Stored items

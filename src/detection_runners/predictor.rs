use std::path::Path;
use crate::common::{DentDetection, ModelConfig};
use crate::data::ConfigOrt;
use crate::detection_runners::inference_process::InferenceProcess;
use crate::detection_runners::{MockDetector, OrtSegmenter};
use crate::error::InferenceError;

/// A loaded segmentation model that reads an image from disk.
pub trait Segment: std::fmt::Debug + Send + Sync {
    fn segment(&self, image_path: &Path, conf: f32, iou: f32) -> Result<Vec<DentDetection>, InferenceError>;
}

impl Segment for OrtSegmenter {
    fn segment(&self, image_path: &Path, conf: f32, iou: f32) -> Result<Vec<DentDetection>, InferenceError> {
        self.predict(image_path, conf, iou)
    }
}

/// The model behind `/api/analyze`, chosen once at startup.
#[derive(Debug)]
pub enum Predictor {
    Onnx {
        segmenter: Box<dyn Segment>,
        conf_threshold: f32,
        iou_threshold: f32,
        strict: bool,
    },
    Mock(MockDetector),
}

impl Predictor {
    /// Loads the ONNX model, falling back to the mock when the weights are missing or
    /// fail to load.
    pub fn load(config: &ModelConfig) -> Self {
        if !Path::new(&config.weights_path).exists() {
            log::warn!("Model not found at {}. Using mock predictions.", config.weights_path);
            return Self::mock();
        }

        let segmenter = ConfigOrt::from_model_config(config).and_then(OrtSegmenter::new);
        match segmenter {
            Ok(segmenter) => {
                log::info!("Model loaded successfully from {}", config.weights_path);
                Self::Onnx {
                    segmenter: Box::new(segmenter),
                    conf_threshold: config.conf_threshold,
                    iou_threshold: config.iou_threshold,
                    strict: config.strict_inference,
                }
            }
            Err(err) => {
                log::warn!("Error loading model: {:#}. Using mock predictions.", err);
                Self::mock()
            }
        }
    }

    pub fn mock() -> Self {
        Self::Mock(MockDetector::new())
    }

    pub fn kind(&self) -> &'static str {
        match self {
            Self::Onnx { .. } => "onnx",
            Self::Mock(_) => "mock",
        }
    }

    /// Detections for the image stored at `image_path`.
    ///
    /// A failed forward pass yields an empty list unless strict inference is enabled.
    pub fn predict(&self, image_path: &Path) -> Result<Vec<DentDetection>, InferenceError> {
        match self {
            Self::Mock(mock) => Ok(mock.predict()),
            Self::Onnx { segmenter, conf_threshold, iou_threshold, strict } => {
                match segmenter.segment(image_path, *conf_threshold, *iou_threshold) {
                    Ok(detections) => {
                        detections.iter().for_each(DentDetection::log_detection);
                        Ok(detections)
                    }
                    Err(err) if !*strict => {
                        log::error!("Inference failed for {}: {}", image_path.display(), err);
                        Ok(Vec::new())
                    }
                    Err(err) => Err(err),
                }
            }
        }
    }
}

#[cfg(test)]
mod tests {
    use super::*;

    #[test]
    fn missing_weights_fall_back_to_mock() {
        let config = ModelConfig {
            weights_path: "does/not/exist.onnx".to_string(),
            ..Default::default()
        };
        let predictor = Predictor::load(&config);
        assert_eq!(predictor.kind(), "mock");

        let detections = predictor.predict(Path::new("ignored.png")).unwrap();
        assert!((1..=5).contains(&detections.len()));
    }

    #[derive(Debug)]
    struct Broken;

    impl Segment for Broken {
        fn segment(&self, _: &Path, _: f32, _: f32) -> Result<Vec<DentDetection>, InferenceError> {
            Err(InferenceError::OutputShape("no outputs".to_string()))
        }
    }

    fn broken(strict: bool) -> Predictor {
        Predictor::Onnx { segmenter: Box::new(Broken), conf_threshold: 0.25, iou_threshold: 0.45, strict }
    }

    #[test]
    fn failures_are_swallowed_unless_strict() {
        assert!(broken(false).predict(Path::new("x.png")).unwrap().is_empty());
        assert!(matches!(
            broken(true).predict(Path::new("x.png")),
            Err(InferenceError::OutputShape(_))
        ));
    }
}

→ **Exercise**:
Where does the string "Debug" appear in the records above? Return every line that holds it.

→ **Response to the task**:
pub trait Segment: std::fmt::Debug + Send + Sync {
#[derive(Debug)]
    #[derive(Debug)]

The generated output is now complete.